We are moving further and further south. Behind the Siberian ridges lie convex bogs. There are a huge number of them. In fact, they occupy about half of the entire plain. The northern taiga is dominated by the so-called sphagnum lake-ridge-hollow bogs. This is truly a natural combination of ridges, hollows and lakes. The plants on them are typically oligotrophic, adapted to life on soils extremely poor in nutrients. The accumulation of peat is quite intensive, its deposits reach 2 meters in thickness.

As we move to southern taiga among the swamps there are fewer and fewer lakes until they disappear completely. The swamps become ridge-hollow, often alternating with pine-shrub-sphagnum. Nature has created optimal conditions here for peat accumulation. Its average thickness is 3-4 m, and in some massifs the peat lies to a depth of 10-12 m.

Here we are in the south of the West Siberian Plain. The southern taiga is gradually giving way to small-leaved, aspen and birch forests. The appearance of the swamps is also changing. Most of them are flat, lowland, with an abundance of sedges and green mosses. Raised pine-shrub-sphagnum bogs occur in the form of islands. Woody vegetation also occupies low ridges stretching above the surface of the bog. The herbaceous vegetation is quite diverse. Sedges, watchwort, cinquefoil, poisonous wech, and green mosses cover the surface of the swamp with a lush green carpet.

There are also swamps on the southernmost edge of Western Siberia, although this is a kind of paradox - a zone of insufficient moisture begins here. Of course, the nature of the swamps is different; they are often grassy - with a predominance of reeds or sedges. Wide swampy strips stretch along river valleys, occupy interfluves, and to the south they occupy lake basins, oxbow lakes and other depressions where close groundwater creates constant local waterlogging of the upper layers of the soil.
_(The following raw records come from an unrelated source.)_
use crate::config::ConfigLoader;
use anyhow::Result;
use clap::{Args, Subcommand};

#[derive(Args)]
pub struct ConfigArgs {
    #[command(subcommand)]
    pub command: ConfigCommands,
}

#[derive(Subcommand)]
pub enum ConfigCommands {
    /// Show current configuration (merged)
    Show,
    /// Show configuration file paths
    Path,
}

pub fn run(args: ConfigArgs) -> Result<()> {
    match args.command {
        ConfigCommands::Show => show_config(),
        ConfigCommands::Path => show_paths(),
    }
}

fn show_config() -> Result<()> {
    let config = ConfigLoader::load()?;
    let toml_str = toml::to_string_pretty(&config)?;
    println!("{}", toml_str);
    Ok(())
}

fn show_paths() -> Result<()> {
    println!("User config:    {}", ConfigLoader::user_config_path().display());
    println!("Project config: {}", ConfigLoader::project_config_path().display());
    println!(
        "Snapshot:       {}",
        maestro_paths::default_snapshot_file().display()
    );
    Ok(())
}
impl MessageBus {
    /// Create a bus with the default routing table and logging handlers
    pub fn new(config: BusConfig) -> Self {
        let routes = default_routes();
        let mut handlers: HashMap<String, MessageHandler> = HashMap::new();
        for route in &routes {
            handlers.insert(route.handler.clone(), logging_handler(route.handler.clone()));
        }

        Self {
            config,
            queue: Mutex::new(VecDeque::new()),
            history: Mutex::new(VecDeque::new()),
            routes: RwLock::new(routes),
            handlers: RwLock::new(handlers),
            pending: Mutex::new(HashMap::new()),
            stats: Mutex::new(StatsAccumulator::default()),
            draining: AtomicBool::new(false),
            started: AtomicBool::new(false),
            shutdown: CancellationToken::new(),
            handles: Mutex::new(Vec::new()),
        }
    }

    pub fn config(&self) -> &BusConfig {
        &self.config
    }

    // ==================== Sending ====================

    /// Validate and enqueue a message
    pub fn send_message(&self, message: Message) -> Result<(), BusError> {
        message.validate()?;
        let mut queue = lock(&self.queue);
        if queue.len() >= self.config.max_queue_size {
            warn!(message_id = %message.id, "Message queue full");
            return Err(BusError::QueueFull {
                capacity: self.config.max_queue_size,
            });
        }
        debug!(
            message_id = %message.id,
            message_type = %message.message_type,
            from = %message.from_agent,
            to = %message.to_agent,
            "Message queued"
        );
        queue.push_back(message);
        Ok(())
    }

    /// Send `message` to every agent
    pub fn broadcast(&self, mut message: Message) -> Result<MessageId, BusError> {
        message.to_agent = BROADCAST.to_string();
        let id = message.id.clone();
        self.send_message(message)?;
        Ok(id)
    }

    /// Send and wait for the first message correlated to it
    ///
    /// On timeout the listener is removed, so a reply arriving later is
    /// routed like any other message and has no effect on this call.
    pub async fn send_message_with_response(
        &self,
        mut message: Message,
        timeout: Duration,
    ) -> Result<Message, BusError> {
        message.validate()?;
        let timeout_ms = duration_ms(timeout);
        message.requires_response = true;
        message.timeout_ms = Some(timeout_ms);
        let message_id = message.id.clone();

        let (tx, rx) = oneshot::channel();
        {
            let mut pending = lock(&self.pending);
            if pending.contains_key(&message_id) {
                return Err(BusError::DuplicateRequest(message_id));
            }
            pending.insert(message_id.clone(), tx);
        }
        if let Err(e) = self.send_message(message) {
            lock(&self.pending).remove(&message_id);
            return Err(e);
        }

        match tokio::time::timeout(timeout, rx).await {
            Ok(Ok(reply)) => Ok(reply),
            Ok(Err(_)) => Err(BusError::ResponseChannelClosed(message_id)),
            Err(_) => {
                lock(&self.pending).remove(&message_id);
                lock(&self.stats).timeouts += 1;
                warn!(message_id = %message_id, "Request timed out");
                Err(BusError::Timeout {
                    message_id,
                    timeout_ms,
                })
            }
        }
    }

    /// [`send_message_with_response`](Self::send_message_with_response)
    /// with the configured default timeout
    pub async fn request(&self, message: Message) -> Result<Message, BusError> {
        let timeout = Duration::from_millis(self.config.default_response_timeout_ms);
        self.send_message_with_response(message, timeout).await
    }

    /// Outstanding request/response listeners
    pub fn pending_responses(&self) -> usize {
        lock(&self.pending).len()
    }

    // ==================== Processing ====================

    /// Drain the queue, oldest first
    ///
    /// Returns how many messages were processed; zero if another drain is
    /// already running.
    pub async fn process_queue(&self) -> usize {
        if self.draining.swap(true, Ordering::SeqCst) {
            return 0;
        }
        let _guard = DrainGuard(&self.draining);

        let batch: Vec<Message> = lock(&self.queue).drain(..).collect();
        let count = batch.len();
        for message in batch {
            self.process_message(message).await;
        }
        count
    }

    async fn process_message(&self, message: Message) {
        let processed_at = Utc::now();
        {
            let mut history = lock(&self.history);
            push_capped(&mut history, message.clone(), self.config.max_history, |m| {
                m.timestamp
            });
        }
        lock(&self.stats).record(&message, processed_at);

        if let Some(correlation_id) = &message.correlation_id {
            let listener = lock(&self.pending).remove(correlation_id);
            match listener {
                Some(tx) => {
                    let _ = tx.send(message.clone());
                }
                None => debug!(
                    message_id = %message.id,
                    correlation_id = %correlation_id,
                    "Unmatched response"
                ),
            }
        }

        let matched = self.matching_handlers(&message);
        if matched.is_empty() {
            lock(&self.stats).unrouted += 1;
            warn!(
                message_id = %message.id,
                message_type = %message.message_type,
                "No route for message"
            );
            return;
        }

        for (route_id, handler) in matched {
            let Some(handler) = handler else {
                warn!(route = %route_id, "Route has no registered handler");
                continue;
            };

            let invoked = std::panic::catch_unwind(AssertUnwindSafe(|| handler(message.clone())));
            let outcome = match invoked {
                Ok(future) => AssertUnwindSafe(future).catch_unwind().await,
                Err(panic) => Err(panic),
            };
            match outcome {
                Ok(Ok(())) => {}
                Ok(Err(e)) => {
                    lock(&self.stats).errors += 1;
                    warn!(route = %route_id, message_id = %message.id, error = %e, "Handler failed");
                }
                Err(_) => {
                    lock(&self.stats).errors += 1;
                    error!(route = %route_id, message_id = %message.id, "Handler panicked");
                }
            }
        }
    }

    /// Matching routes in ascending priority with their handlers resolved
    fn matching_handlers(&self, message: &Message) -> Vec<(String, Option<MessageHandler>)> {
        let mut routes: Vec<Route> = self
            .routes
            .read()
            .unwrap_or_else(PoisonError::into_inner)
            .iter()
            .filter(|route| route.matches(message))
            .cloned()
            .collect();
        routes.sort_by_key(|route| route.priority);

        let handlers = self.handlers.read().unwrap_or_else(PoisonError::into_inner);
        routes
            .into_iter()
            .map(|route| {
                let handler = handlers.get(&route.handler).cloned();
                (route.id, handler)
            })
            .collect()
    }

    // ==================== Routes and Handlers ====================

    /// Add a route, replacing any route with the same id
    pub fn add_route(&self, route: Route) {
        let mut routes = self.routes.write().unwrap_or_else(PoisonError::into_inner);
        routes.retain(|r| r.id != route.id);
        debug!(route = %route.id, priority = route.priority, "Route added");
        routes.push(route);
    }

    pub fn remove_route(&self, route_id: &str) -> Result<Route, BusError> {
        let mut routes = self.routes.write().unwrap_or_else(PoisonError::into_inner);
        let index = routes
            .iter()
            .position(|r| r.id == route_id)
            .ok_or_else(|| BusError::RouteNotFound(route_id.to_string()))?;
        Ok(routes.remove(index))
    }

    /// Current routes in ascending priority
    pub fn routes(&self) -> Vec<Route> {
        let mut routes = self
            .routes
            .read()
            .unwrap_or_else(PoisonError::into_inner)
            .clone();
        routes.sort_by_key(|r| r.priority);
        routes
    }

    /// Register (or replace) the handler routes refer to by `name`
    pub fn register_handler(&self, name: impl Into<String>, handler: MessageHandler) {
        self.handlers
            .write()
            .unwrap_or_else(PoisonError::into_inner)
            .insert(name.into(), handler);
    }

    pub fn unregister_handler(&self, name: &str) -> bool {
        self.handlers
            .write()
            .unwrap_or_else(PoisonError::into_inner)
            .remove(name)
            .is_some()
    }

    // ==================== History and Stats ====================

    /// Messages matching `filter`, oldest first
    pub fn history(&self, filter: &HistoryFilter) -> Vec<Message> {
        let history = lock(&self.history);
        let mut matched: Vec<Message> = history
            .iter()
            .filter(|m| filter.matches(m))
            .cloned()
            .collect();
        matched.sort_by(|a, b| a.timestamp.cmp(&b.timestamp));
        if let Some(limit) = filter.limit {
            let skip = matched.len().saturating_sub(limit);
            matched = matched.split_off(skip);
        }
        matched
    }

    /// Drop history entries older than the retention window
    pub fn evict_expired_history(&self) -> usize {
        let retention = chrono::Duration::milliseconds(
            i64::try_from(self.config.history_retention_ms).unwrap_or(i64::MAX),
        );
        let cutoff = Utc::now() - retention;
        let removed = {
            let mut history = lock(&self.history);
            evict_before(&mut history, cutoff, |m| m.timestamp)
        };
        if removed > 0 {
            debug!(removed, "Expired message history evicted");
        }
        removed
    }

    pub fn stats(&self) -> BusStats {
        let queue_length = lock(&self.queue).len();
        let pending_responses = self.pending_responses();
        let mut stats = lock(&self.stats);
        stats.trim_recent(Utc::now());

        BusStats {
            total_messages: stats.total,
            messages_by_type: stats.by_type.clone(),
            messages_by_agent: stats.by_agent.clone(),
            average_latency_ms: stats.average_latency_ms,
            error_count: stats.errors,
            error_rate: if stats.total == 0 {
                0.0
            } else {
                stats.errors as f64 / stats.total as f64
            },
            unrouted_messages: stats.unrouted,
            response_timeouts: stats.timeouts,
            throughput_per_minute: stats.recent.len() as f64,
            queue_length,
            pending_responses,
        }
    }

    // ==================== Lifecycle ====================

    /// Start the drain and history cleanup loops
    pub fn start(self: &Arc<Self>) {
        if self.started.swap(true, Ordering::SeqCst) {
            return;
        }
        let mut handles = lock(&self.handles);

        let bus = Arc::clone(self);
        let token = self.shutdown.clone();
        let period = Duration::from_millis(self.config.process_interval_ms.max(1));
        handles.push(tokio::spawn(async move {
            let mut ticker = tokio::time::interval(period);
            loop {
                tokio::select! {
                    _ = token.cancelled() => break,
                    _ = ticker.tick() => {
                        bus.process_queue().await;
                    }
                }
            }
        }));

        let bus = Arc::clone(self);
        let token = self.shutdown.clone();
        let period = Duration::from_millis(self.config.cleanup_interval_ms.max(1));
        handles.push(tokio::spawn(async move {
            let mut ticker = tokio::time::interval(period);
            ticker.tick().await;
            loop {
                tokio::select! {
                    _ = token.cancelled() => break,
                    _ = ticker.tick() => {
                        bus.evict_expired_history();
                    }
                }
            }
        }));

        info!("Message bus started");
    }

    /// Stop the loops, flush what is queued and drop pending listeners
    pub async fn shutdown(&self) {
        self.shutdown.cancel();
        let handles: Vec<_> = lock(&self.handles).drain(..).collect();
        for handle in handles {
            if let Err(e) = handle.await {
                warn!(error = %e, "Bus loop ended abnormally");
            }
        }

        let flushed = self.process_queue().await;
        let abandoned = {
            let mut pending = lock(&self.pending);
            let count = pending.len();
            pending.clear();
            count
        };
        info!(flushed, abandoned, "Message bus stopped");
    }
}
Grassy swamps (they are more often called marshes) sometimes stretch for tens of kilometers without interruption. The wind sways the grass, and green waves roll across the surface of the swamp. In general, this is called the Barabinskaya steppe, although more than a quarter of its territory is occupied by swamps. Loans are widely spread between the Ishim and Tobol rivers, especially in their middle reaches. Swampy grassy areas surround the lake in a wide ring, descending into lowlands and old riverbeds. Peat formation also occurs. The deposits reach 1.5 meters in thickness.

The vegetation of the loans is unique. Their natives are reed, reed grass, reed grass, and various sedges. They belong to salt-tolerant plants. Reed growing along the edges and even outside the swamps, in the zone of variable moisture, serves as a geobotanical indicator of mixed chloride-sulfate salinity. In general, there are a lot of salts in the soils of Baraba, especially in non-wetlands where there are favorable conditions for capillary rise to the surface of saline groundwater. In such places, salt stains are a common occurrence. Some dirt roads in the Barabinskaya steppe turn completely white from salt and in summer they give a strange impression: they seem to be covered with unmelting snow.

Another interesting feature: often small areas of raised bogs, the so-called ryams, are interspersed into the borrowings. Their vegetation does not tolerate salinity at all and can only exist if it is completely isolated from the rest of the swamp thanks to the deep layer of peat underlying the ryam. The convex surface of the ryams with asymmetrical slopes usually rises above the grass cover of the plot. Pine trees grow on them; sphagnum and marsh shrubs are common at their roots. The area of ​​ryams ranges from 4-5 to several hundred hectares. How do ryams appear among the saline soils of the Western Siberian forest-steppe? The answer is quite simple. In the forest-steppe at strong winds the snow cover is blown away from open spaces, the peat deposit freezes, and salts are redistributed. A layer of fresh ice forms on top. This process is repeated several times, and with intense freezing, the desalination of individual, most watered central areas of the swamps occurs. They are then inhabited by sphagnum mosses and other plants of raised bogs. The age of the ryams varies. They arose throughout the Holocene (post-glacial time) and are still being formed.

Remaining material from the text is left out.